With spring promising to appear in the next few weeks in Central NY, we’re going to make some real effort toward eating locally-grown food. This means the farmers markets here in Camillus and in Syracuse, as well as hopefully joining a nearby cooperative. There’s also a farm about 30 minutes away where we can buy some meat for the kids. All that said, I’m sure that our supermarket, Wegmans, will still get a fair share of our money. I know there’s a lot of eye-rolling at the presumed angst of being white and over-educated that supposedly drives this kind of decision-making. Add vegetarianism into the mix and one immediately assumes a holier-than-thou attitude is about to appear.
However, for me, the eating local thing comes more from curiosity and a desire to experiment. What would it mean to rely primarily on the what is nearby for food? Will the food be better? fresher? Will it be monotonous? (Looking at the list of produce at the local CSA, I’d have to say no to that last one. In fact, I’ll be faced with figuring out how to prepare some new things.)
There is no doubt that part of this choice comes out of environmental concerns. With my kids a little older, having tenure, and having two incomes in the house, there’s more mental space for other things. There are also personal/family health issues, though all of that is so murky. I certainly cannot say what the effects of industrial farming are/will be on our planet or our individual bodies. I don’t know that anyone does. My intuition however is that the giant monoculture of corn that Michael Pollan describes so well can hardly be a good thing. Transcontinental salad can’t be much better.
It turns out that ethics are as complicated as nutrition… and also as simple. If you lived in simpler times, it was probably easier to figure out what to eat and how to act, not always, but usually. I can’t really defend my ethico-nutritional decision to become a vegetarian. Fortunately, I don’t have to. I can explain it, and I can explain why I am not a strict vegetarian (or strict anything for that matter). But I can’t defend it. The one thing that bothered me about Omnivore’s Dilemma was Pollan’s treatment of vegetarianism. He clearly objected to vegetarianism as an ideology and as a moral code. I can understand this objection to moralistic, ideological discourses of the vegetarian or any other variety.
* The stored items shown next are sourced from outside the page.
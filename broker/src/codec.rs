//! MessagePack and Snappy helpers shared by the wire envelope and the
//! stored-value format.
//!
//! Structs are packed as named maps (`to_vec_named`) so that values written
//! by older deployments, which stored string-keyed maps, keep decoding.

use crate::error::BrokerError;
use serde::de::DeserializeOwned;
use serde::Serialize;

pub fn pack<T: Serialize>(value: &T) -> Result<Vec<u8>, BrokerError> {
    rmp_serde::to_vec_named(value).map_err(|error| BrokerError::Codec(error.to_string()))
}

pub fn unpack<T: DeserializeOwned>(bytes: &[u8]) -> Result<T, BrokerError> {
    rmp_serde::from_slice(bytes).map_err(|error| BrokerError::Codec(error.to_string()))
}

pub fn compress(bytes: &[u8]) -> Result<Vec<u8>, BrokerError> {
    snap::raw::Encoder::new()
        .compress_vec(bytes)
        .map_err(|error| BrokerError::Codec(error.to_string()))
}

pub fn decompress(bytes: &[u8]) -> Result<Vec<u8>, BrokerError> {
    snap::raw::Decoder::new()
        .decompress_vec(bytes)
        .map_err(|error| BrokerError::Codec(error.to_string()))
}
Where I do come to agree with Pollan on this matter is when he states, "what’s wrong with eating animals is the practice, not the principle." This to me is a useful way of understanding the difference between ethics and morality. On this basis, Pollan decides that it is ok to eat meat, provided, presumably, that one ate meat in an ethical way. In fact, as he notes elsewhere, domesticated animals are an integral part of farming. At some point they need to be eaten (I guess). Obviously I don’t have any problem with him or anyone else eating meat. My kids eat (a little) meat every week, so do I, though rarely. However, I see the same equation and decide to be essentially vegetarian. In principal it may be acceptable, even necessary, to eat meat; in practice, there are so many Americans eating so much meat that there is certainly no necessity for me to do so. And the industrial practices surrounding meat production are so questionable on so many levels that I can’t participate in that. Also, I’ve been vegetarian for several years, I enjoy my diet, and I’m the healthiest I’ve ever been as an adult. So for me it’s a choice that is ethical, aesthetic, and nutritional. But to me these are not values that can be transferred to others. Like meditation and daily exercise, vegetarianism works for me, and I’d never take it further than that.
The other part of this equation is processed foods. And I’m still working on that. One of the interesting things in Pollan’s book is the issue of food culture. In my house we’ve been doing a little better recently with dinner, though it is hard with the adults being vegetarian and the kids getting different meals. However breakfast and lunch are functionally impossible. We eat these meals separately, especially on school days and this tends to mean convenience foods: cereals, yogurts, soups, veggie burgers, and so on. I’m hoping we can make a dent in that practice with the spring meaning more local foods and the summer meaning the possibility of more meals together.